**AIM OF THE EXERCISE**
Copy out all of the entries below without any change.

**EXERCISE DATA**
#####
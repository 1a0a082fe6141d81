//! Flavor tables that backstory elements are picked from

use serde::{Deserialize, Serialize};

use crate::domain::entities::BackstoryField;

/// One row of a backstory table
#[derive(Debug, Clone, PartialEq, Eq, Serialize, Deserialize)]
pub struct BackstoryOption {
    pub name: String,
    #[serde(default)]
    pub description: String,
}

impl BackstoryOption {
    pub fn new(name: impl Into<String>, description: impl Into<String>) -> Self {
        Self {
            name: name.into(),
            description: description.into(),
        }
    }
}

/// Read-only tables for every backstory element
///
/// The significant person is drawn from two tables: who they are and why they
/// matter.
#[derive(Debug, Clone, Default, PartialEq, Eq, Serialize, Deserialize)]
#[serde(default, rename_all = "camelCase")]
pub struct BackstoryTables {
    pub ideologies: Vec<BackstoryOption>,
    pub significant_people: Vec<BackstoryOption>,
    pub significant_reasons: Vec<BackstoryOption>,
    pub meaningful_locations: Vec<BackstoryOption>,
    pub treasured_possessions: Vec<BackstoryOption>,
    pub traits: Vec<BackstoryOption>,
}

impl BackstoryTables {
    /// The table a field picks its name from; "who" for the significant person
    pub fn options(&self, field: BackstoryField) -> &[BackstoryOption] {
        match field {
            BackstoryField::Ideology => &self.ideologies,
            BackstoryField::SignificantPerson => &self.significant_people,
            BackstoryField::MeaningfulLocation => &self.meaningful_locations,
            BackstoryField::TreasuredPossession => &self.treasured_possessions,
            BackstoryField::Trait => &self.traits,
        }
    }

    /// Case-insensitive lookup in the field's table
    pub fn find(&self, field: BackstoryField, name: &str) -> Option<&BackstoryOption> {
        self.options(field)
            .iter()
            .find(|option| option.name.eq_ignore_ascii_case(name.trim()))
    }
}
#####
**PROBLEM SOLUTION**
repository 1a0a082fe6141d81
//! Flavor tables that backstory elements are picked from

use serde::{Deserialize, Serialize};

use crate::domain::entities::BackstoryField;

/// One row of a backstory table
#[derive(Debug, Clone, PartialEq, Eq, Serialize, Deserialize)]
pub struct BackstoryOption {
    pub name: String,
    #[serde(default)]
    pub description: String,
}

impl BackstoryOption {
    pub fn new(name: impl Into<String>, description: impl Into<String>) -> Self {
        Self {
            name: name.into(),
            description: description.into(),
        }
    }
}

/// Read-only tables for every backstory element
///
/// The significant person is drawn from two tables: who they are and why they
/// matter.
#[derive(Debug, Clone, Default, PartialEq, Eq, Serialize, Deserialize)]
#[serde(default, rename_all = "camelCase")]
pub struct BackstoryTables {
    pub ideologies: Vec<BackstoryOption>,
    pub significant_people: Vec<BackstoryOption>,
    pub significant_reasons: Vec<BackstoryOption>,
    pub meaningful_locations: Vec<BackstoryOption>,
    pub treasured_possessions: Vec<BackstoryOption>,
    pub traits: Vec<BackstoryOption>,
}

impl BackstoryTables {
    /// The table a field picks its name from; "who" for the significant person
    pub fn options(&self, field: BackstoryField) -> &[BackstoryOption] {
        match field {
            BackstoryField::Ideology => &self.ideologies,
            BackstoryField::SignificantPerson => &self.significant_people,
            BackstoryField::MeaningfulLocation => &self.meaningful_locations,
            BackstoryField::TreasuredPossession => &self.treasured_possessions,
            BackstoryField::Trait => &self.traits,
        }
    }

    /// Case-insensitive lookup in the field's table
    pub fn find(&self, field: BackstoryField, name: &str) -> Option<&BackstoryOption> {
        self.options(field)
            .iter()
            .find(|option| option.name.eq_ignore_ascii_case(name.trim()))
    }
}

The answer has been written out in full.